In total this DNA array analysis revealed 125 ςB-dependent genes, 24 of which seem to be subject to a second, ςB-independent stress induction. We confirmed 62 of the 75 ςB-dependent genes known from the literature. Most notably, all the ςB-dependent genes identified by the proteomics approach were confirmed by this array analysis (Table 3). This observation is not surprising, because the proteomics approach should have mainly detected genes displaying strong expression as well as clear transcriptional induction. Also, most of the genes identified by transcriptional studies (27, 37) or by the transposon-based approach of Price and coworkers (10, 12) were confirmed (Table 3). However, only 14 of 24 genes newly described as ςB dependent by a promoter consensus search (36) were validated by DNA macroarrays. The reason for the surprisingly low validation rate of this group is not yet known. The list of genes already described in the literature as ςB dependent but not confirmed by this DNA macroarray analysis includes aldY, csbA, csbB, opuE, ydbP, ydhK, yotK, yoxA, ypuB, yqhA, yqhQ, yrvD, and ytkL. We cannot exclude the possibility that a few of these genes constitute false positives that were described in earlier studies. However, we suspect that in some cases the apparent lack of detection by this DNA array approach might also be an artifact due to differences in the amount or quality of the PCR products on the membrane or in the primers utilized for the cDNA synthesis. One member of the latter group is certainly opuE, whose ςB dependency has been unambiguously demonstrated (43).

Induction of ςB-dependent genes ranged from twofold to several hundredfold. Such extreme induction ratios might be explained by the fact that ςB, which is almost inactive during exponential growth, exclusively controls some ςB-dependent genes. Frequently, general stress genes contain additional promoters, in most cases ςA-dependent promoters, that allow significant basal expression level during growth.

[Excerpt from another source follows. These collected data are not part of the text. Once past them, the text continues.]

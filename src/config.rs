use crate::error::{Error, Result};
use dotenvy::dotenv;
use std::env;
use std::sync::OnceLock;

#[derive(Debug, Clone)]
pub struct Config {
    pub server_address: String,
    pub database_url: String,
    pub codeforces_api_base: String,
    pub smtp_host: String,
    pub smtp_port: u16,
    pub smtp_username: String,
    pub smtp_password: String,
    pub smtp_from: String,
}

pub static CONFIG: OnceLock<Config> = OnceLock::new();

impl Config {
    pub fn from_env() -> Result<Self> {
        dotenv().ok();

        Ok(Self {
            server_address: get_env("SERVER_ADDRESS")?,
            database_url: get_env("DATABASE_URL")?,
            codeforces_api_base: get_env_or(
                "CODEFORCES_API_BASE",
                "https://codeforces.com/api",
            ),
            smtp_host: get_env("SMTP_HOST")?,
            smtp_port: get_env_parse_or("SMTP_PORT", 587)?,
            smtp_username: get_env("SMTP_USERNAME")?,
            smtp_password: get_env("SMTP_PASSWORD")?,
            smtp_from: get_env("SMTP_FROM")?,
        })
    }
}

fn get_env(name: &str) -> Result<String> {
    env::var(name).map_err(|_| Error::Config(format!("Missing environment variable: {}", name)))
}

fn get_env_or(name: &str, default: &str) -> String {
    env::var(name).unwrap_or_else(|_| default.to_string())
}

fn get_env_parse_or<T>(name: &str, default: T) -> Result<T>
where
    T: std::str::FromStr,
    T::Err: std::fmt::Display,
{
    match env::var(name) {
        Ok(raw) => raw
            .parse()
            .map_err(|e| Error::Config(format!("Invalid value for {}: {}", name, e))),
        Err(_) => Ok(default),
    }
}

pub fn init_config() -> Result<()> {
    let config = Config::from_env()?;
    CONFIG
        .set(config)
        .map_err(|_| Error::Config("Configuration has already been initialized".to_string()))?;
    Ok(())
}

pub fn get_config() -> &'static Config {
    CONFIG
        .get()
        .expect("Configuration has not been initialized")
}
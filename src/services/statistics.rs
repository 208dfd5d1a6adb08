use crate::models::codeforces_record::{
    HardestProblem, RatingBucket, Statistics, Submission, WindowStats,
};
use crate::services::normalize::VERDICT_ACCEPTED;
use chrono::{DateTime, Duration, Utc};
use std::collections::{BTreeMap, HashSet};

/// Width of one problem-rating histogram bucket.
pub const BUCKET_SIZE: i32 = 100;

/// Trailing activity windows, in days.
pub const WINDOW_DAYS: [i64; 3] = [7, 30, 90];

/// Compute the derived statistics block for one student's normalized
/// submission history. Pure; `now` anchors the trailing windows so the
/// result is deterministic for a fixed instant.
///
/// Accepted submissions are sorted by time before deduplication, so the
/// kept submission per problem is the earliest accepted one regardless of
/// the order the API returned them in.
pub fn compute_statistics(submissions: &[Submission], now: DateTime<Utc>) -> Statistics {
    let mut accepted: Vec<&Submission> = submissions
        .iter()
        .filter(|s| s.verdict == VERDICT_ACCEPTED)
        .collect();
    accepted.sort_by_key(|s| (s.submitted_at, s.id));

    let mut seen = HashSet::new();
    let mut solved: Vec<&Submission> = Vec::new();
    for submission in accepted {
        if seen.insert(submission.problem_key.as_str()) {
            solved.push(submission);
        }
    }

    let mut bucket_counts: BTreeMap<i32, i64> = BTreeMap::new();
    let mut hardest: Option<&Submission> = None;
    let mut rating_sum: i64 = 0;
    let mut rated_count: i64 = 0;

    for submission in &solved {
        if let Some(rating) = submission.rating {
            *bucket_counts
                .entry((rating / BUCKET_SIZE) * BUCKET_SIZE)
                .or_insert(0) += 1;
            rating_sum += rating as i64;
            rated_count += 1;
            // Strictly-greater comparison: ties keep the earlier solve.
            if hardest.map_or(true, |h| rating > h.rating.unwrap_or(0)) {
                hardest = Some(submission);
            }
        }
    }

    let average_rating = if rated_count > 0 {
        rating_sum as f64 / rated_count as f64
    } else {
        0.0
    };

    let windows = WINDOW_DAYS
        .iter()
        .map(|&days| {
            let cutoff = now - Duration::days(days);
            let solved_in_window = solved
                .iter()
                .filter(|s| s.submitted_at > cutoff)
                .count() as i64;
            WindowStats {
                days,
                solved: solved_in_window,
                per_day: solved_in_window as f64 / days as f64,
            }
        })
        .collect();

    Statistics {
        total_solved: solved.len() as i64,
        buckets: bucket_counts
            .into_iter()
            .map(|(bucket, count)| RatingBucket { bucket, count })
            .collect(),
        hardest: hardest.map(|s| HardestProblem {
            problem_key: s.problem_key.clone(),
            problem_name: s.problem_name.clone(),
            rating: s.rating.unwrap_or(0),
        }),
        average_rating,
        windows,
    }
}

#[cfg(test)]
mod tests {
    use super::*;

    fn submission(
        id: i64,
        problem_key: &str,
        rating: Option<i32>,
        verdict: &str,
        days_ago: i64,
    ) -> Submission {
        Submission {
            id,
            problem_key: problem_key.to_string(),
            problem_name: format!("Problem {}", problem_key),
            rating,
            verdict: verdict.to_string(),
            language: "Rust".to_string(),
            submitted_at: Utc::now() - Duration::days(days_ago),
            tags: Vec::new(),
        }
    }

    #[test]
    fn dedupes_by_problem_and_averages_rated_solves() {
        // Three accepted submissions over two distinct problems: 800 and
        // 1200, with a duplicate 1200 solve of the same problem.
        let submissions = vec![
            submission(1, "1-A", Some(800), "OK", 20),
            submission(2, "2-B", Some(1200), "OK", 10),
            submission(3, "2-B", Some(1200), "OK", 5),
        ];
        let stats = compute_statistics(&submissions, Utc::now());
        assert_eq!(stats.total_solved, 2);
        assert_eq!(stats.average_rating, 1000.0);
        let hardest = stats.hardest.unwrap();
        assert_eq!(hardest.rating, 1200);
        assert_eq!(hardest.problem_key, "2-B");
    }

    #[test]
    fn empty_history_yields_zeroed_block() {
        let stats = compute_statistics(&[], Utc::now());
        assert_eq!(stats.total_solved, 0);
        assert!(stats.buckets.is_empty());
        assert!(stats.hardest.is_none());
        assert_eq!(stats.average_rating, 0.0);
        assert!(stats.windows.iter().all(|w| w.solved == 0 && w.per_day == 0.0));
    }

    #[test]
    fn rejected_submissions_never_count_as_solved() {
        let submissions = vec![
            submission(1, "1-A", Some(900), "WRONG_ANSWER", 3),
            submission(2, "1-A", Some(900), "OK", 2),
            submission(3, "1-B", Some(1000), "TIME_LIMIT_EXCEEDED", 1),
        ];
        let stats = compute_statistics(&submissions, Utc::now());
        assert_eq!(stats.total_solved, 1);
        assert!(stats.total_solved <= submissions.len() as i64);
    }

    #[test]
    fn earliest_accepted_submission_wins_dedupe() {
        // Newest-first input order, as the API usually returns; the kept
        // solve must still be the chronologically earliest one.
        let submissions = vec![
            submission(99, "1-A", Some(800), "OK", 1),
            submission(11, "1-A", Some(800), "OK", 30),
        ];
        let stats = compute_statistics(&submissions, Utc::now());
        assert_eq!(stats.total_solved, 1);
        // The earliest solve is 30 days old, so the 7-day window is empty.
        assert_eq!(stats.windows[0].days, 7);
        assert_eq!(stats.windows[0].solved, 0);
        assert_eq!(stats.windows[1].days, 30);
        assert_eq!(stats.windows[1].solved, 1);
    }

    #[test]
    fn buckets_are_ordered_and_cover_100_point_ranges() {
        let submissions = vec![
            submission(1, "1-A", Some(1250), "OK", 1),
            submission(2, "1-B", Some(1299), "OK", 1),
            submission(3, "2-A", Some(800), "OK", 1),
            submission(4, "3-A", None, "OK", 1),
        ];
        let stats = compute_statistics(&submissions, Utc::now());
        assert_eq!(
            stats.buckets,
            vec![
                RatingBucket { bucket: 800, count: 1 },
                RatingBucket { bucket: 1200, count: 2 },
            ]
        );
        // The unrated solve still counts toward the total.
        assert_eq!(stats.total_solved, 4);
        assert_eq!(stats.average_rating, (1250 + 1299 + 800) as f64 / 3.0);
    }

    #[test]
    fn per_day_rate_divides_by_full_window_length() {
        let submissions = vec![
            submission(1, "1-A", Some(800), "OK", 1),
            submission(2, "1-B", Some(900), "OK", 2),
            submission(3, "1-C", Some(950), "OK", 3),
        ];
        let stats = compute_statistics(&submissions, Utc::now());
        assert_eq!(stats.windows[0].solved, 3);
        assert!((stats.windows[0].per_day - 3.0 / 7.0).abs() < 1e-9);
    }

    #[test]
    fn deterministic_for_a_fixed_instant() {
        let submissions = vec![
            submission(1, "1-A", Some(800), "OK", 4),
            submission(2, "1-B", None, "OK", 2),
            submission(3, "1-C", Some(1500), "WRONG_ANSWER", 1),
        ];
        let now = Utc::now();
        let first = compute_statistics(&submissions, now);
        let second = compute_statistics(&submissions, now);
        assert_eq!(first, second);
    }
}
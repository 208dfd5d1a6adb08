use crate::models::codeforces_record::{ContestResult, Submission};
use crate::services::codeforces_service::{CfRatingChange, CfSubmission};
use chrono::DateTime;
use std::collections::{HashMap, HashSet};

/// Codeforces verdict string for an accepted submission.
pub const VERDICT_ACCEPTED: &str = "OK";

/// Map raw API submissions to the persisted shape: internal field names,
/// epoch seconds to timestamps, missing ratings to `None`, missing tag
/// lists to empty. No filtering, no aggregation.
pub fn normalize_submissions(raw: Vec<CfSubmission>) -> Vec<Submission> {
    raw.into_iter()
        .map(|submission| Submission {
            id: submission.id,
            problem_key: problem_key(
                submission.problem.contest_id,
                &submission.problem.index,
                &submission.problem.name,
            ),
            problem_name: submission.problem.name,
            rating: submission.problem.rating,
            verdict: submission
                .verdict
                .unwrap_or_else(|| "UNKNOWN".to_string()),
            language: submission.programming_language,
            submitted_at: DateTime::from_timestamp(submission.creation_time_seconds, 0)
                .unwrap_or_default(),
            tags: submission.problem.tags,
        })
        .collect()
}

/// Map raw rating changes to contest participation records. The
/// `problems_unsolved` count is filled in afterwards by
/// [`attach_unsolved_counts`] once submissions are available.
pub fn normalize_contests(raw: Vec<CfRatingChange>) -> Vec<ContestResult> {
    raw.into_iter()
        .map(|change| ContestResult {
            contest_id: change.contest_id,
            contest_name: change.contest_name,
            rank: change.rank,
            old_rating: change.old_rating,
            new_rating: change.new_rating,
            rated_at: DateTime::from_timestamp(change.rating_update_time_seconds, 0)
                .unwrap_or_default(),
            problems_unsolved: 0,
        })
        .collect()
}

/// For each contest, count the problems the student attempted there but
/// never got accepted, across the whole submission history.
pub fn attach_unsolved_counts(contests: &mut [ContestResult], submissions: &[Submission]) {
    let mut attempted: HashMap<i64, HashSet<&str>> = HashMap::new();
    let mut solved: HashMap<i64, HashSet<&str>> = HashMap::new();

    for submission in submissions {
        let Some(contest_id) = contest_id_of(&submission.problem_key) else {
            continue;
        };
        attempted
            .entry(contest_id)
            .or_default()
            .insert(submission.problem_key.as_str());
        if submission.verdict == VERDICT_ACCEPTED {
            solved
                .entry(contest_id)
                .or_default()
                .insert(submission.problem_key.as_str());
        }
    }

    for contest in contests.iter_mut() {
        let attempted_count = attempted
            .get(&contest.contest_id)
            .map(|keys| keys.len())
            .unwrap_or(0);
        let solved_count = solved
            .get(&contest.contest_id)
            .map(|keys| keys.len())
            .unwrap_or(0);
        contest.problems_unsolved = (attempted_count - solved_count) as i64;
    }
}

/// `"<contestId>-<index>"` when the contest id is known, else the problem
/// name (problemset entries without a contest).
fn problem_key(contest_id: Option<i64>, index: &str, name: &str) -> String {
    match contest_id {
        Some(id) => format!("{}-{}", id, index),
        None => name.to_string(),
    }
}

fn contest_id_of(key: &str) -> Option<i64> {
    key.split_once('-').and_then(|(id, _)| id.parse().ok())
}

#[cfg(test)]
mod tests {
    use super::*;
    use crate::services::codeforces_service::CfProblem;

    fn raw_submission(
        id: i64,
        contest_id: Option<i64>,
        index: &str,
        rating: Option<i32>,
        verdict: Option<&str>,
    ) -> CfSubmission {
        CfSubmission {
            id,
            creation_time_seconds: 1_700_000_000 + id,
            problem: CfProblem {
                contest_id,
                index: index.to_string(),
                name: format!("Problem {}", index),
                rating,
                tags: vec!["greedy".to_string()],
            },
            verdict: verdict.map(|v| v.to_string()),
            programming_language: "Rust".to_string(),
        }
    }

    #[test]
    fn submissions_map_to_internal_fields() {
        let normalized =
            normalize_submissions(vec![raw_submission(7, Some(1999), "B", Some(1200), Some("OK"))]);
        assert_eq!(normalized.len(), 1);
        let submission = &normalized[0];
        assert_eq!(submission.problem_key, "1999-B");
        assert_eq!(submission.rating, Some(1200));
        assert_eq!(submission.verdict, "OK");
        assert_eq!(submission.submitted_at.timestamp(), 1_700_000_007);
        assert_eq!(submission.tags, vec!["greedy".to_string()]);
    }

    #[test]
    fn missing_rating_and_verdict_get_defaults() {
        let normalized = normalize_submissions(vec![raw_submission(1, Some(1), "A", None, None)]);
        assert_eq!(normalized[0].rating, None);
        assert_eq!(normalized[0].verdict, "UNKNOWN");
    }

    #[test]
    fn problem_without_contest_keys_by_name() {
        let normalized = normalize_submissions(vec![raw_submission(1, None, "A", None, Some("OK"))]);
        assert_eq!(normalized[0].problem_key, "Problem A");
    }

    #[test]
    fn contests_map_to_internal_fields() {
        let contests = normalize_contests(vec![CfRatingChange {
            contest_id: 600,
            contest_name: "Round 600".to_string(),
            rank: 42,
            rating_update_time_seconds: 1_600_000_000,
            old_rating: 1400,
            new_rating: 1450,
        }]);
        assert_eq!(contests[0].contest_id, 600);
        assert_eq!(contests[0].rank, 42);
        assert_eq!(contests[0].rated_at.timestamp(), 1_600_000_000);
        assert_eq!(contests[0].problems_unsolved, 0);
    }

    #[test]
    fn unsolved_counts_exclude_eventually_accepted_problems() {
        let submissions = normalize_submissions(vec![
            raw_submission(1, Some(600), "A", None, Some("WRONG_ANSWER")),
            raw_submission(2, Some(600), "A", None, Some("OK")),
            raw_submission(3, Some(600), "B", None, Some("TIME_LIMIT_EXCEEDED")),
            raw_submission(4, Some(601), "C", None, Some("OK")),
        ]);
        let mut contests = normalize_contests(vec![
            CfRatingChange {
                contest_id: 600,
                contest_name: "Round 600".to_string(),
                rank: 1,
                rating_update_time_seconds: 0,
                old_rating: 0,
                new_rating: 0,
            },
            CfRatingChange {
                contest_id: 601,
                contest_name: "Round 601".to_string(),
                rank: 1,
                rating_update_time_seconds: 0,
                old_rating: 0,
                new_rating: 0,
            },
        ]);

        attach_unsolved_counts(&mut contests, &submissions);
        assert_eq!(contests[0].problems_unsolved, 1);
        assert_eq!(contests[1].problems_unsolved, 0);
    }

    #[test]
    fn normalized_shape_round_trips_through_json() {
        let normalized =
            normalize_submissions(vec![raw_submission(9, Some(2), "D", Some(1800), Some("OK"))]);
        let json = serde_json::to_value(&normalized).unwrap();
        let back: Vec<Submission> = serde_json::from_value(json).unwrap();
        assert_eq!(back, normalized);
    }
}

Accordingly, the stress induction ratios of genes in the latter group are lower than those for the former.

When the data were analyzed, it was apparent that salt and ethanol triggered much stronger induction of the ςB regulon than heat stress, although heat stress was effective in inducing heat-specific stress proteins (see below). The reason for this difference is not clear but might be related to the influence of the stresses on growth and consequently their stringency. Both ethanol and salt reduced the growth rate slightly at the concentration used (final concentration, 4%), whereas a temperature shift from 37 to 48°C still stimulated growth.

Sometimes not all genes of an operon met the stringent criteria applied. If the missing genes were flanked by genes displaying a clear induction pattern (e.g., yfhL) or if the operon structure had been experimentally proven (e.g., the bmrU bmr bmrR operon), the genes were added to the table, since the failure of detection was most likely caused by the limitations of the array analysis described above. Applying stringent criteria to the searches will certainly minimize the detection of false-positive candidates, but at the risk of producing false negatives. Besides the genes listed in Tables 1 and 2, we uncovered a group of genes with either a less conserved ςB-dependent promoter or a stress induction pattern just failing to fulfill the requirements outlined above. These 38 genes (aldY, aroI, mtrA, purK, rbfA, spoIIQ, yabK, yacO, yazC, ycsE, ydcF, yddS, yeaC, yerD, yfjB, yfkC, yfkT, yfmG, yfmK, ygxA, yhdE, ykrS, ykrT, ykyB, ykzC, yrrU, ysdB, ytzB, ytzE, yumB, yusD, yusS, yutK, yvaM, ywdJ, ywdL, ywlB, and ywmF) are currently the subject of detailed Northern blot analysis to clarify their potential ςB dependence.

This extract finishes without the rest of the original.